Johnson did not shy away from the challenge at 18. He putted strong. A little too strong. He left a 4-foot comebacker to force an 18-hole playoff. But his putt for birdie lipped out.
“I feel for Dustin,” Spieth said. “It’s the same feeling I had on 17.”
He assumed his double-bogey on the mere par 3 would doom him. Johnson, a big hitter (though an erratic putter) in the group behind him, should have been able to birdie the par 5 final hole, which began the tournament as a par 4. The USGA changed it after the first round, when the never-outspoken Spieth said to grade it par 4 was “dumb.”
There were a lot of things about this golf tournament – or at least the course – that seemed dumb.
Gary Player, who knows a few things about major tournaments – as well as golf course design – said Robert Trent Jones Jr. did not do his best work when he drew the lines for Chambers Bay, which opened eight years ago. But in defense of Jones, he started with a quarry and a gravel pit. I know, you’d never guess.
Player said it’s “one of the worst courses I’ve seen in my 63 years as a pro. . . . The man who designed this golf course had to have one leg shorter than the other.”
Because of the crazy contours, there were medical issues. Spectators were falling on the tall, slippery dunes.

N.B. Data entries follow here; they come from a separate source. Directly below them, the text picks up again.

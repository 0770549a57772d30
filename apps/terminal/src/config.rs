use std::{
    fs,
    path::{Path, PathBuf},
    time::Duration,
};

use anyhow::anyhow;
use client_core::DEFAULT_GUESS_LIMIT;
use serde::Deserialize;
use tracing::warn;

pub const DEFAULT_CONFIG_FILE: &str = "worldle.toml";

#[derive(Debug, Clone, PartialEq)]
pub struct Settings {
    pub api_url: String,
    pub database_url: String,
    pub guess_limit: usize,
    pub resource_dir: PathBuf,
    pub http_timeout_seconds: Option<u64>,
}

impl Default for Settings {
    fn default() -> Self {
        Self {
            api_url: "http://localhost:8080".into(),
            database_url: "sqlite://./data/worldle.db".into(),
            guess_limit: DEFAULT_GUESS_LIMIT,
            resource_dir: std::env::temp_dir().join("worldle"),
            http_timeout_seconds: None,
        }
    }
}

impl Settings {
    pub fn http_timeout(&self) -> Option<Duration> {
        self.http_timeout_seconds
            .filter(|secs| *secs > 0)
            .map(Duration::from_secs)
    }

    pub fn validate(&self) -> anyhow::Result<()> {
        if self.guess_limit == 0 {
            return Err(anyhow!("guess_limit must be at least 1"));
        }
        if self.api_url.trim().is_empty() {
            return Err(anyhow!("api_url must not be empty"));
        }
        Ok(())
    }
}

#[derive(Debug, Default, Deserialize)]
struct FileSettings {
    api_url: Option<String>,
    database_url: Option<String>,
    guess_limit: Option<usize>,
    resource_dir: Option<PathBuf>,
    http_timeout_seconds: Option<u64>,
}

/// Defaults, then the config file (if readable), then environment.
pub fn load_settings(config_path: Option<&Path>) -> Settings {
    let path = config_path.unwrap_or_else(|| Path::new(DEFAULT_CONFIG_FILE));
    let raw = fs::read_to_string(path).ok();
    load_settings_from(raw.as_deref(), |key| std::env::var(key).ok())
}

pub fn load_settings_from(raw_file: Option<&str>, env: impl Fn(&str) -> Option<String>) -> Settings {
    let mut settings = Settings::default();

    if let Some(raw) = raw_file {
        match toml::from_str::<FileSettings>(raw) {
            Ok(file_cfg) => {
                if let Some(v) = file_cfg.api_url {
                    settings.api_url = v;
                }
                if let Some(v) = file_cfg.database_url {
                    settings.database_url = v;
                }
                if let Some(v) = file_cfg.guess_limit {
                    settings.guess_limit = v;
                }
                if let Some(v) = file_cfg.resource_dir {
                    settings.resource_dir = v;
                }
                if let Some(v) = file_cfg.http_timeout_seconds {
                    settings.http_timeout_seconds = Some(v);
                }
            }
            Err(err) => warn!("config: ignoring unparsable config file: {err}"),
        }
    }

    if let Some(v) = env("WORLDLE_API_URL") {
        settings.api_url = v;
    }
    if let Some(v) = env("APP__API_URL") {
        settings.api_url = v;
    }

    if let Some(v) = env("WORLDLE_DATABASE_URL") {
        settings.database_url = v;
    }
    if let Some(v) = env("APP__DATABASE_URL") {
        settings.database_url = v;
    }

    if let Some(v) = env("APP__GUESS_LIMIT") {
        match v.parse::<usize>() {
            Ok(parsed) => settings.guess_limit = parsed,
            Err(_) => warn!("config: ignoring invalid APP__GUESS_LIMIT={v}"),
        }
    }

    if let Some(v) = env("APP__RESOURCE_DIR") {
        settings.resource_dir = PathBuf::from(v);
    }

    if let Some(v) = env("APP__HTTP_TIMEOUT_SECONDS") {
        if let Ok(parsed) = v.parse::<u64>() {
            settings.http_timeout_seconds = Some(parsed);
        }
    }

    settings
}

pub fn prepare_database_url(raw_database_url: &str) -> anyhow::Result<String> {
    let database_url = normalize_database_url(raw_database_url);
    storage::ensure_sqlite_parent_dir_exists(&database_url)?;
    Ok(database_url)
}

fn normalize_database_url(raw_database_url: &str) -> String {
    let raw_database_url = raw_database_url.trim();

    if raw_database_url.is_empty() {
        return Settings::default().database_url;
    }

    if raw_database_url.starts_with("sqlite::memory:")
        || raw_database_url.starts_with("sqlite://")
        || raw_database_url.contains("://")
    {
        return raw_database_url.to_string();
    }

    if let Some(path) = raw_database_url.strip_prefix("sqlite:") {
        let path = path.replace('\\', "/");
        return format!("sqlite://{path}");
    }

    format!("sqlite://{}", raw_database_url.replace('\\', "/"))
}

#[cfg(test)]
#[path = "tests/config_tests.rs"]
mod tests;
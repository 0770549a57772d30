use thiserror::Error;

#[derive(Debug, Error)]
pub enum GuessError {
    #[error(
        "Failed to process guess for \"{country}\". The server couldn't find coordinates for this location."
    )]
    Rejected {
        country: String,
        status: u16,
        body: String,
    },
    #[error("Failed to submit guess. Error: {message}")]
    Transport { message: String },
    #[error("the game session is not ready yet")]
    SessionNotReady,
    #[error("another guess is still being evaluated")]
    Busy,
}

#[derive(Debug, Error)]
pub enum InitError {
    #[error("failed to negotiate session: {0:#}")]
    Negotiate(#[source] anyhow::Error),
    #[error("failed to fetch silhouette: {0:#}")]
    FetchSilhouette(#[source] anyhow::Error),
    #[error(transparent)]
    Silhouette(#[from] SilhouetteError),
    #[error("failed to fetch territories: {0:#}")]
    Territories(#[source] anyhow::Error),
}

#[derive(Debug, Error)]
pub enum SilhouetteError {
    #[error("silhouette payload is empty")]
    EmptyPayload,
    #[error("unexpected silhouette content type '{0}'")]
    NotAnImage(String),
    #[error("silhouette file i/o failed: {0}")]
    Io(#[from] std::io::Error),
}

The pros also had trouble staying upright. Tiger Woods, after a first-round 80, tried to position himself on a steep brushy incline in the second round, when he fell backwards to take a most uncomfortable seat.
As for medical issues, you have to admire Jason Day, who was tied for the lead entering Sunday’s final round even though battling vertigo. I can’t imagine any course more vertiginous than this one, with all its cliffs and undulations. Just watching it on television almost made me dizzy.
Day, an Australian who’s 10th in the PGA standings, collapsed on the final hole of the second round. He fainted on a big slope in front of the grandstand. He rose a few seconds later and used a club as a crutch as he limped off the course, while his playing partner, Spieth, tried to shield him from photographers.
A slender 6-foot-1 Texan, Spieth is not one of the sluggers of the tour. This course, being 7,900 yards long, did not favor him. And he was anything but in command of it.
“I grinded,” he said. “I didn’t have my best stuff.”
But of course, nobody did. This, after all, was the U.S. Open. It may allow you a flurry here or there — Louis Oosthuizen’s 29 for the final 9 to bring a tie with Johnson for second. But the Open, wherever it’s played, will not let you have your best stuff for long.
Which makes it the most compelling – if inevitably polarizing — event in golf. Except for the broccoli, I wouldn’t want it any other way.